TASK ITEM –
Every line holding the string "subscriber" is to be copied from the entries below.

(Stored items)

· · · · ·

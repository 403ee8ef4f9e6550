//! # Policy Filter
//!
//! Decides whether a subscriber's operator-defined policies admit an event.
//! Switch, port, host, packet-out and flow payloads are checked on datapath
//! id and port only; packet-in payloads are checked on every field.
//!
//! An entry matches when each of its enabled fields matches. A subscriber
//! with no entries sees everything; one with entries sees an event only if
//! some entry matches. Zero ends a value list.

use nos_types::{EventPayload, OdpEntry, OdpFlags, PktIn};

fn listed<T: Copy + Default + PartialEq>(values: &[T], pred: impl Fn(T) -> bool) -> bool {
    values
        .iter()
        .copied()
        .take_while(|v| *v != T::default())
        .any(pred)
}

/// Number of enabled fields and number of matching fields, for the
/// datapath-location fields only.
fn location_score(entry: &OdpEntry, dpid: u64, port: u32) -> (u32, u32) {
    let mut cnt = 0;
    let mut matched = 0;
    if entry.flags.has(OdpFlags::DPID) {
        cnt += 1;
        if listed(&entry.dpid, |d| d == dpid) {
            matched += 1;
        }
    }
    if entry.flags.has(OdpFlags::PORT) {
        cnt += 1;
        if listed(&entry.port, |p| p == port) {
            matched += 1;
        }
    }
    (cnt, matched)
}

fn matches_partial(entry: &OdpEntry, dpid: u64, port: u32) -> bool {
    let (cnt, matched) = location_score(entry, dpid, port);
    cnt == matched
}

fn matches_pktin(entry: &OdpEntry, pkt: &PktIn) -> bool {
    let (mut cnt, mut matched) = location_score(entry, pkt.dpid, pkt.port);
    let mut check = |bit: u16, hit: bool| {
        if entry.flags.has(bit) {
            cnt += 1;
            if hit {
                matched += 1;
            }
        }
    };

    check(OdpFlags::PROTO, entry.proto & pkt.proto != 0);
    check(OdpFlags::VLAN, listed(&entry.vlan, |v| v == pkt.vlan_id));
    check(OdpFlags::SRCIP, listed(&entry.srcip, |p| p & pkt.src_ip == p));
    check(OdpFlags::DSTIP, listed(&entry.dstip, |p| p & pkt.dst_ip == p));
    check(OdpFlags::SPORT, listed(&entry.sport, |p| p == pkt.src_port));
    check(OdpFlags::DPORT, listed(&entry.dport, |p| p == pkt.dst_port));

    cnt == matched
}

/// Whether `payload` passes `policies`.
#[must_use]
pub fn admits(policies: &[OdpEntry], payload: &EventPayload) -> bool {
    if policies.is_empty() || !payload.kind().is_filterable() {
        return true;
    }

    let mut active = policies.iter().take_while(|e| e.flags.0 != 0);
    match payload {
        EventPayload::PktIn(pkt) => active.any(|e| matches_pktin(e, pkt)),
        other => match other.location() {
            Some((dpid, port)) => active.any(|e| matches_partial(e, dpid, port)),
            None => true,
        },
    }
}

· · · · ·

TASK ANSWER –
//! Decides whether a subscriber's operator-defined policies admit an event.
//! An entry matches when each of its enabled fields matches. A subscriber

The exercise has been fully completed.